TASK DESCRIPTION => Could you find every line in the entries below that holds the word "filename" and copy it?

Stored data entries:
■ ■ ■ ■ ■
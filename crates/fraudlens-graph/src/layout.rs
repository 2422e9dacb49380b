//! Force-directed layout engine.
//!
//! A Fruchterman–Reingold spring embedder: every node pair repels with
//! `k^2 / d`, every edge attracts with `d^2 / k` scaled by its weight,
//! and per-iteration displacement is capped by a linearly decaying
//! temperature. Positions are seeded, so identical (graph, seed, k)
//! inputs produce identical layouts.

use crate::types::RelationGraph;
use rand::rngs::StdRng;
use rand::{Rng, SeedableRng};
use serde::{Deserialize, Serialize};

/// Default iteration budget for the simulation.
pub const DEFAULT_ITERATIONS: u32 = 50;

/// Initial temperature as a fraction of the unit placement square.
const INITIAL_TEMPERATURE: f64 = 0.1;

/// Distances below this are treated as a degenerate overlap.
const MIN_DISTANCE: f64 = 1e-9;

/// A 2-D coordinate.
#[derive(Debug, Clone, Copy, PartialEq, Default, Serialize, Deserialize)]
pub struct Point {
    /// Horizontal coordinate.
    pub x: f64,
    /// Vertical coordinate.
    pub y: f64,
}

impl Point {
    /// The origin.
    pub const ORIGIN: Point = Point { x: 0.0, y: 0.0 };
}

/// Compute node coordinates with the default iteration budget.
///
/// Returns one point per node, in node-index order. Zero nodes yield
/// an empty vector; a single node is pinned to the origin without
/// running the simulation.
#[must_use]
pub fn spring_layout(graph: &RelationGraph, seed: u64, k: f64) -> Vec<Point> {
    spring_layout_with_budget(graph, seed, k, DEFAULT_ITERATIONS)
}

/// Compute node coordinates with an explicit iteration budget.
#[must_use]
pub fn spring_layout_with_budget(
    graph: &RelationGraph,
    seed: u64,
    k: f64,
    iterations: u32,
) -> Vec<Point> {
    let n = graph.node_count();
    if n == 0 {
        return Vec::new();
    }
    if n == 1 {
        return vec![Point::ORIGIN];
    }

    let mut rng = StdRng::seed_from_u64(seed);

    // Seeded initial placement in the unit square.
    let mut pos: Vec<Point> = (0..n)
        .map(|_| Point {
            x: rng.random(),
            y: rng.random(),
        })
        .collect();

    let mut temperature = INITIAL_TEMPERATURE;
    let cooling = temperature / f64::from(iterations + 1);

    for _ in 0..iterations {
        let mut disp = vec![Point::ORIGIN; n];

        // Repulsion between every node pair.
        for i in 0..n {
            for j in (i + 1)..n {
                let (dx, dy, d) = separation(pos[i], pos[j], &mut rng);
                let force = k * k / d;
                let (ux, uy) = (dx / d, dy / d);
                disp[i].x += ux * force;
                disp[i].y += uy * force;
                disp[j].x -= ux * force;
                disp[j].y -= uy * force;
            }
        }

        // Attraction along edges, scaled by edge weight.
        for edge in graph.edges() {
            let (a, m) = (edge.account, edge.merchant);
            let (dx, dy, d) = separation(pos[a], pos[m], &mut rng);
            let force = d * d / k * edge.weight;
            let (ux, uy) = (dx / d, dy / d);
            disp[a].x -= ux * force;
            disp[a].y -= uy * force;
            disp[m].x += ux * force;
            disp[m].y += uy * force;
        }

        // Apply displacements, capped by the current temperature.
        for i in 0..n {
            let len = (disp[i].x * disp[i].x + disp[i].y * disp[i].y).sqrt();
            if len > MIN_DISTANCE {
                let scale = temperature.min(len) / len;
                pos[i].x += disp[i].x * scale;
                pos[i].y += disp[i].y * scale;
            }
        }

        temperature -= cooling;
    }

    rescale(&mut pos);
    separate_coincident(&mut pos);

    tracing::debug!(nodes = n, edges = graph.edge_count(), seed, k, "layout computed");
    pos
}

/// Displacement vector and distance between two positions.
///
/// Exactly coincident positions are separated by a small seeded jitter
/// so force directions stay defined.
fn separation(a: Point, b: Point, rng: &mut StdRng) -> (f64, f64, f64) {
    let mut dx = a.x - b.x;
    let mut dy = a.y - b.y;
    let mut d = (dx * dx + dy * dy).sqrt();
    if d < MIN_DISTANCE {
        dx = rng.random::<f64>() * 1e-3 + MIN_DISTANCE;
        dy = rng.random::<f64>() * 1e-3 + MIN_DISTANCE;
        d = (dx * dx + dy * dy).sqrt();
    }
    (dx, dy, d)
}

/// Center positions on the origin and normalize the maximum extent
/// to 1.
fn rescale(pos: &mut [Point]) {
    let n = pos.len() as f64;
    let cx = pos.iter().map(|p| p.x).sum::<f64>() / n;
    let cy = pos.iter().map(|p| p.y).sum::<f64>() / n;
    let mut max_extent: f64 = 0.0;
    for p in pos.iter_mut() {
        p.x -= cx;
        p.y -= cy;
        max_extent = max_extent.max(p.x.abs()).max(p.y.abs());
    }
    if max_extent > MIN_DISTANCE {
        for p in pos.iter_mut() {
            p.x /= max_extent;
            p.y /= max_extent;
        }
    }
}

/// Guarantee no two nodes share exact coordinates.
fn separate_coincident(pos: &mut [Point]) {
    for i in 0..pos.len() {
        for j in (i + 1)..pos.len() {
            if pos[i].x == pos[j].x && pos[i].y == pos[j].y {
                let nudge = 1e-6 * (j as f64 + 1.0);
                pos[j].x += nudge;
                pos[j].y -= nudge;
            }
        }
    }
}

#[cfg(test)]
mod tests {
    use super::*;
    use crate::types::RelationGraph;

    fn sample_graph() -> RelationGraph {
        let mut graph = RelationGraph::empty();
        graph.add_relation("AC1", "Noon", 0.9);
        graph.add_relation("AC1", "Amazon", 0.85);
        graph.add_relation("AC2", "Noon", 0.95);
        graph.add_relation("AC3", "Uber", 0.82);
        graph
    }

    #[test]
    fn test_empty_graph_layout() {
        let layout = spring_layout(&RelationGraph::empty(), 42, 0.8);
        assert!(layout.is_empty());
    }

    #[test]
    fn test_single_node_layout() {
        let mut graph = RelationGraph::empty();
        graph.intern_node("AC1", crate::types::NodeRole::Account);
        let layout = spring_layout(&graph, 42, 0.8);
        assert_eq!(layout, vec![Point::ORIGIN]);
    }

    #[test]
    fn test_layout_covers_every_node() {
        let graph = sample_graph();
        let layout = spring_layout(&graph, 42, 0.8);
        assert_eq!(layout.len(), graph.node_count());
        assert!(layout.iter().all(|p| p.x.is_finite() && p.y.is_finite()));
    }

    #[test]
    fn test_layout_deterministic() {
        let graph = sample_graph();
        let a = spring_layout(&graph, 42, 0.8);
        let b = spring_layout(&graph, 42, 0.8);
        assert_eq!(a, b);
    }

    #[test]
    fn test_different_seed_different_layout() {
        let graph = sample_graph();
        let a = spring_layout(&graph, 42, 0.8);
        let b = spring_layout(&graph, 7, 0.8);
        assert_ne!(a, b);
    }

    #[test]
    fn test_no_two_nodes_coincide() {
        let graph = sample_graph();
        let layout = spring_layout(&graph, 42, 0.8);
        for i in 0..layout.len() {
            for j in (i + 1)..layout.len() {
                assert!(
                    layout[i] != layout[j],
                    "nodes {i} and {j} share coordinates"
                );
            }
        }
    }

    #[test]
    fn test_two_unconnected_nodes_repel() {
        let mut graph = RelationGraph::empty();
        graph.intern_node("AC1", crate::types::NodeRole::Account);
        graph.intern_node("Noon", crate::types::NodeRole::Merchant);

        let layout = spring_layout(&graph, 42, 0.8);
        let dx = layout[0].x - layout[1].x;
        let dy = layout[0].y - layout[1].y;
        let d = (dx * dx + dy * dy).sqrt();
        assert!(d > 0.5, "unconnected nodes too close: {d}");
    }

    #[test]
    fn test_connected_nodes_closer_than_unconnected() {
        // AC1-Noon connected; AC2 floats free of both.
        let mut graph = RelationGraph::empty();
        graph.add_relation("AC1", "Noon", 0.9);
        graph.intern_node("AC2", crate::types::NodeRole::Account);

        let layout = spring_layout(&graph, 42, 0.8);
        let dist = |a: Point, b: Point| {
            let (dx, dy) = (a.x - b.x, a.y - b.y);
            (dx * dx + dy * dy).sqrt()
        };
        let connected = dist(layout[0], layout[1]);
        let unconnected = dist(layout[0], layout[2]).min(dist(layout[1], layout[2]));
        assert!(
            connected < unconnected,
            "connected pair ({connected}) not closer than unconnected ({unconnected})"
        );
    }

    #[test]
    fn test_layout_respects_iteration_budget() {
        let graph = sample_graph();
        // Zero iterations still yields a valid, seeded placement.
        let layout = spring_layout_with_budget(&graph, 42, 0.8, 0);
        assert_eq!(layout.len(), graph.node_count());
    }

    #[test]
    fn test_layout_within_unit_extent() {
        let graph = sample_graph();
        let layout = spring_layout(&graph, 42, 0.8);
        for p in &layout {
            assert!(p.x.abs() <= 1.0 + 1e-5);
            assert!(p.y.abs() <= 1.0 + 1e-5);
        }
    }
}
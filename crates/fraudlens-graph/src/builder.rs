//! Risk filtering and graph construction.
//!
//! The builder selects the high-risk transaction subset feeding the
//! relationship view and turns it into a `RelationGraph`. Both steps
//! are pure functions of their inputs; the subsample is seeded so a
//! render cycle is reproducible.

use crate::types::RelationGraph;
use fraudlens_core::types::Transaction;
use rand::rngs::StdRng;
use rand::SeedableRng;

/// Select transactions with `risk_score >= threshold`, capped at
/// `bound` items for visualization tractability.
///
/// When more than `bound` transactions qualify, a uniform random
/// subset of exactly `bound` is drawn without replacement, preserving
/// the input order of the survivors. Fewer qualifiers are returned in
/// full; zero qualifiers yield an empty vector.
#[must_use]
pub fn filter_high_risk(
    transactions: &[Transaction],
    threshold: u32,
    bound: usize,
    seed: u64,
) -> Vec<Transaction> {
    let qualifying: Vec<&Transaction> = transactions
        .iter()
        .filter(|tx| tx.risk_score >= threshold)
        .collect();

    if qualifying.len() <= bound {
        return qualifying.into_iter().cloned().collect();
    }

    let mut rng = StdRng::seed_from_u64(seed);
    let mut picked: Vec<usize> = rand::seq::index::sample(&mut rng, qualifying.len(), bound).into_vec();
    picked.sort_unstable();

    picked.into_iter().map(|i| qualifying[i].clone()).collect()
}

impl RelationGraph {
    /// Build the bipartite account↔merchant graph from a transaction
    /// subset.
    ///
    /// Every transaction contributes an account node, a merchant node,
    /// and an edge weighted `risk_score / 1000`; duplicates collapse
    /// per `RelationGraph::add_relation`. An empty subset produces an
    /// empty graph.
    #[must_use]
    pub fn from_transactions(transactions: &[Transaction]) -> Self {
        let mut graph = RelationGraph::empty();
        for tx in transactions {
            graph.add_relation(&tx.account_id, &tx.merchant, tx.risk_weight());
        }
        tracing::debug!(
            nodes = graph.node_count(),
            edges = graph.edge_count(),
            "relationship graph built"
        );
        graph
    }
}

#[cfg(test)]
mod tests {
    use super::*;
    use crate::types::NodeRole;
    use fraudlens_core::types::{FraudType, TxStatus};

    fn tx(id: &str, account: &str, merchant: &str, risk_score: u32) -> Transaction {
        Transaction {
            id: id.to_string(),
            account_id: account.to_string(),
            merchant: merchant.to_string(),
            city: "Cairo".to_string(),
            amount: 100.0,
            risk_score,
            fraud_type: FraudType::CardTesting,
            status: TxStatus::Review,
            timestamp: 1_700_000_000,
        }
    }

    #[test]
    fn test_filter_threshold() {
        let txs = vec![
            tx("TX1", "AC1", "Noon", 799),
            tx("TX2", "AC2", "Amazon", 800),
            tx("TX3", "AC3", "Uber", 950),
        ];
        let filtered = filter_high_risk(&txs, 800, 60, 42);
        assert_eq!(filtered.len(), 2);
        assert!(filtered.iter().all(|t| t.risk_score >= 800));
    }

    #[test]
    fn test_filter_empty_result() {
        let txs = vec![tx("TX1", "AC1", "Noon", 600)];
        let filtered = filter_high_risk(&txs, 800, 60, 42);
        assert!(filtered.is_empty());

        let graph = RelationGraph::from_transactions(&filtered);
        assert!(graph.is_empty());
        assert_eq!(graph.edge_count(), 0);
    }

    #[test]
    fn test_sampling_bound_without_replacement() {
        let txs: Vec<Transaction> = (0..1000)
            .map(|i| tx(&format!("TX{i}"), &format!("AC{i}"), "Noon", 900))
            .collect();

        let filtered = filter_high_risk(&txs, 800, 60, 42);
        assert_eq!(filtered.len(), 60);

        let mut ids: Vec<&str> = filtered.iter().map(|t| t.id.as_str()).collect();
        ids.sort_unstable();
        ids.dedup();
        assert_eq!(ids.len(), 60, "subset drawn with replacement");
    }

    #[test]
    fn test_sampling_deterministic_per_seed() {
        let txs: Vec<Transaction> = (0..200)
            .map(|i| tx(&format!("TX{i}"), &format!("AC{i}"), "Noon", 900))
            .collect();

        let a = filter_high_risk(&txs, 800, 60, 42);
        let b = filter_high_risk(&txs, 800, 60, 42);
        assert_eq!(a, b);
    }

    #[test]
    fn test_single_transaction_graph() {
        let txs = vec![tx("TX1", "AC1", "Noon", 900)];
        let graph = RelationGraph::from_transactions(&txs);

        assert_eq!(graph.node_count(), 2);
        assert_eq!(graph.edge_count(), 1);

        let ac1 = graph.node_index("AC1").unwrap();
        let noon = graph.node_index("Noon").unwrap();
        assert_eq!(graph.nodes()[ac1].role, NodeRole::Account);
        assert_eq!(graph.nodes()[noon].role, NodeRole::Merchant);
        assert!((graph.edges()[0].weight - 0.9).abs() < f64::EPSILON);
    }

    #[test]
    fn test_bipartite_invariant() {
        let txs: Vec<Transaction> = (0..100)
            .map(|i| {
                tx(
                    &format!("TX{i}"),
                    &format!("AC{}", i % 17),
                    ["Noon", "Amazon", "Uber", "Fawry"][i % 4],
                    850,
                )
            })
            .collect();

        let graph = RelationGraph::from_transactions(&txs);
        for edge in graph.edges() {
            assert_eq!(graph.nodes()[edge.account].role, NodeRole::Account);
            assert_eq!(graph.nodes()[edge.merchant].role, NodeRole::Merchant);
        }
    }

    #[test]
    fn test_duplicate_pair_collapses_last_write_wins() {
        let txs = vec![tx("TX1", "AC1", "Noon", 850), tx("TX2", "AC1", "Noon", 900)];
        let graph = RelationGraph::from_transactions(&txs);

        assert_eq!(graph.node_count(), 2);
        assert_eq!(graph.edge_count(), 1);
        assert!((graph.edges()[0].weight - 0.9).abs() < f64::EPSILON);
    }
}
■ ■ ■ ■ ■
FINAL ANSWER =>
filename crates/fraudlens-graph/src/layout.rs
filename crates/fraudlens-graph/src/builder.rs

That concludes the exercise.